„Puchatek: krew i miód”: Żerowanie na legendzie

„Puchatek: krew i miód” Rhysa Frake-Waterfielda z pewnością znajdzie się wśród najgorszych filmów świata. A jednocześnie może trafić na listę sukcesów kasowych

Publikacja: 30.03.2023 13:54

„Puchatek: krew i miód”: Żerowanie na legendzie

Foto: Materiały Prasowe

W Stumilowym Lesie Krzyś spotkał dziwne stworzenia z ciałami człowieka i głowami zdeformowanych zwierząt.

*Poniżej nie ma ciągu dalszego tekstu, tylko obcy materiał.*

//! RSS 2.0 (and the 0.9x dialects it grew out of).

use chrono::{DateTime, Utc};
use serde::{Deserialize, Serialize};

use crate::feeds::atom;
use crate::namespaces::{acast, content, dc, georss, itunes, media, podcast, slash, sy};

mod generate;
mod parse;

pub use generate::generate;
pub use parse::parse;

#[derive(Debug, Clone, Default, PartialEq, Serialize, Deserialize)]
pub struct Category {
    #[serde(skip_serializing_if = "Option::is_none")]
    pub name: Option<String>,
    #[serde(skip_serializing_if = "Option::is_none")]
    pub domain: Option<String>,
}

/// `<cloud>`: an rssCloud endpoint for update notifications.
#[derive(Debug, Clone, Default, PartialEq, Serialize, Deserialize)]
#[serde(rename_all = "camelCase")]
pub struct Cloud {
    #[serde(skip_serializing_if = "Option::is_none")]
    pub domain: Option<String>,
    #[serde(skip_serializing_if = "Option::is_none")]
    pub port: Option<f64>,
    #[serde(skip_serializing_if = "Option::is_none")]
    pub path: Option<String>,
    #[serde(skip_serializing_if = "Option::is_none")]
    pub register_procedure: Option<String>,
    #[serde(skip_serializing_if = "Option::is_none")]
    pub protocol: Option<String>,
}

#[derive(Debug, Clone, Default, PartialEq, Serialize, Deserialize)]
pub struct Image {
    #[serde(skip_serializing_if = "Option::is_none")]
    pub url: Option<String>,
    #[serde(skip_serializing_if = "Option::is_none")]
    pub title: Option<String>,
    #[serde(skip_serializing_if = "Option::is_none")]
    pub link: Option<String>,
    #[serde(skip_serializing_if = "Option::is_none")]
    pub description: Option<String>,
    #[serde(skip_serializing_if = "Option::is_none")]
    pub height: Option<f64>,
    #[serde(skip_serializing_if = "Option::is_none")]
    pub width: Option<f64>,
}

#[derive(Debug, Clone, Default, PartialEq, Serialize, Deserialize)]
pub struct TextInput {
    #[serde(skip_serializing_if = "Option::is_none")]
    pub title: Option<String>,
    #[serde(skip_serializing_if = "Option::is_none")]
    pub description: Option<String>,
    #[serde(skip_serializing_if = "Option::is_none")]
    pub name: Option<String>,
    #[serde(skip_serializing_if = "Option::is_none")]
    pub link: Option<String>,
}

#[derive(Debug, Clone, Default, PartialEq, Serialize, Deserialize)]
pub struct Enclosure {
    #[serde(skip_serializing_if = "Option::is_none")]
    pub url: Option<String>,
    #[serde(skip_serializing_if = "Option::is_none")]
    pub length: Option<f64>,
    #[serde(rename = "type", skip_serializing_if = "Option::is_none")]
    pub kind: Option<String>,
}

#[derive(Debug, Clone, Default, PartialEq, Serialize, Deserialize)]
#[serde(rename_all = "camelCase")]
pub struct Guid {
    #[serde(skip_serializing_if = "Option::is_none")]
    pub value: Option<String>,
    #[serde(skip_serializing_if = "Option::is_none")]
    pub is_perma_link: Option<bool>,
}

/// `<source url="...">title</source>`: the channel an item came from.
#[derive(Debug, Clone, Default, PartialEq, Serialize, Deserialize)]
pub struct Source {
    #[serde(skip_serializing_if = "Option::is_none")]
    pub title: Option<String>,
    #[serde(skip_serializing_if = "Option::is_none")]
    pub url: Option<String>,
}

#[derive(Debug, Clone, Default, PartialEq, Serialize, Deserialize)]
#[serde(rename_all = "camelCase")]
pub struct Item {
    #[serde(skip_serializing_if = "Option::is_none")]
    pub title: Option<String>,
    #[serde(skip_serializing_if = "Option::is_none")]
    pub link: Option<String>,
    #[serde(skip_serializing_if = "Option::is_none")]
    pub description: Option<String>,
    #[serde(skip_serializing_if = "Option::is_none")]
    pub authors: Option<Vec<String>>,
    #[serde(skip_serializing_if = "Option::is_none")]
    pub categories: Option<Vec<Category>>,
    #[serde(skip_serializing_if = "Option::is_none")]
    pub comments: Option<String>,
    #[serde(skip_serializing_if = "Option::is_none")]
    pub enclosures: Option<Vec<Enclosure>>,
    #[serde(skip_serializing_if = "Option::is_none")]
    pub guid: Option<Guid>,
    #[serde(skip_serializing_if = "Option::is_none")]
    pub pub_date: Option<DateTime<Utc>>,
    #[serde(skip_serializing_if = "Option::is_none")]
    pub source: Option<Source>,
    #[serde(skip_serializing_if = "Option::is_none")]
    pub content: Option<content::Item>,
    #[serde(skip_serializing_if = "Option::is_none")]
    pub atom: Option<atom::Entry>,
    #[serde(skip_serializing_if = "Option::is_none")]
    pub dc: Option<dc::ItemOrFeed>,
    #[serde(skip_serializing_if = "Option::is_none")]
    pub slash: Option<slash::Item>,
    #[serde(skip_serializing_if = "Option::is_none")]
    pub itunes: Option<itunes::Item>,
    #[serde(skip_serializing_if = "Option::is_none")]
    pub podcast: Option<podcast::Item>,
    #[serde(skip_serializing_if = "Option::is_none")]
    pub media: Option<media::ItemOrFeed>,
    #[serde(skip_serializing_if = "Option::is_none")]
    pub georss: Option<georss::ItemOrFeed>,
    #[serde(skip_serializing_if = "Option::is_none")]
    pub acast: Option<acast::Item>,
}

#[derive(Debug, Clone, Default, PartialEq, Serialize, Deserialize)]
#[serde(rename_all = "camelCase")]
pub struct Feed {
    #[serde(skip_serializing_if = "Option::is_none")]
    pub title: Option<String>,
    #[serde(skip_serializing_if = "Option::is_none")]
    pub link: Option<String>,
    #[serde(skip_serializing_if = "Option::is_none")]
    pub description: Option<String>,
    #[serde(skip_serializing_if = "Option::is_none")]
    pub language: Option<String>,
    #[serde(skip_serializing_if = "Option::is_none")]
    pub copyright: Option<String>,
    #[serde(skip_serializing_if = "Option::is_none")]
    pub managing_editor: Option<String>,
    #[serde(skip_serializing_if = "Option::is_none")]
    pub web_master: Option<String>,
    #[serde(skip_serializing_if = "Option::is_none")]
    pub pub_date: Option<DateTime<Utc>>,
    #[serde(skip_serializing_if = "Option::is_none")]
    pub last_build_date: Option<DateTime<Utc>>,
    #[serde(skip_serializing_if = "Option::is_none")]
    pub categories: Option<Vec<Category>>,
    #[serde(skip_serializing_if = "Option::is_none")]
    pub generator: Option<String>,
    #[serde(skip_serializing_if = "Option::is_none")]
    pub docs: Option<String>,
    #[serde(skip_serializing_if = "Option::is_none")]
    pub cloud: Option<Cloud>,
    #[serde(skip_serializing_if = "Option::is_none")]
    pub ttl: Option<f64>,
    #[serde(skip_serializing_if = "Option::is_none")]
    pub image: Option<Image>,
    #[serde(skip_serializing_if = "Option::is_none")]
    pub rating: Option<String>,
    #[serde(skip_serializing_if = "Option::is_none")]
    pub text_input: Option<TextInput>,
    #[serde(skip_serializing_if = "Option::is_none")]
    pub skip_hours: Option<Vec<f64>>,
    #[serde(skip_serializing_if = "Option::is_none")]
    pub skip_days: Option<Vec<String>>,
    #[serde(skip_serializing_if = "Option::is_none")]
    pub items: Option<Vec<Item>>,
    #[serde(skip_serializing_if = "Option::is_none")]
    pub atom: Option<atom::Feed>,
    #[serde(skip_serializing_if = "Option::is_none")]
    pub dc: Option<dc::ItemOrFeed>,
    #[serde(skip_serializing_if = "Option::is_none")]
    pub sy: Option<sy::Feed>,
    #[serde(skip_serializing_if = "Option::is_none")]
    pub itunes: Option<itunes::Feed>,
    #[serde(skip_serializing_if = "Option::is_none")]
    pub podcast: Option<podcast::Feed>,
    #[serde(skip_serializing_if = "Option::is_none")]
    pub media: Option<media::ItemOrFeed>,
    #[serde(skip_serializing_if = "Option::is_none")]
    pub georss: Option<georss::ItemOrFeed>,
    #[serde(skip_serializing_if = "Option::is_none")]
    pub acast: Option<acast::Feed>,
}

Zaprzyjaźnił się z Misiem Puchatkiem, Prosiaczkiem, Królikiem, Sową i innymi. Ale kiedy wyjechał do college’u „zwierzoczłekoupiory” zaczęły głodować i zamieniły się w krwawych morderców-kanibali. Tak właśnie reżyser Rhys Frake-Waterfield zabawił się uroczymi bohaterami popularnej bajki dla dzieci, napisanej przez Alana Alexandra Milnego w 1926 roku.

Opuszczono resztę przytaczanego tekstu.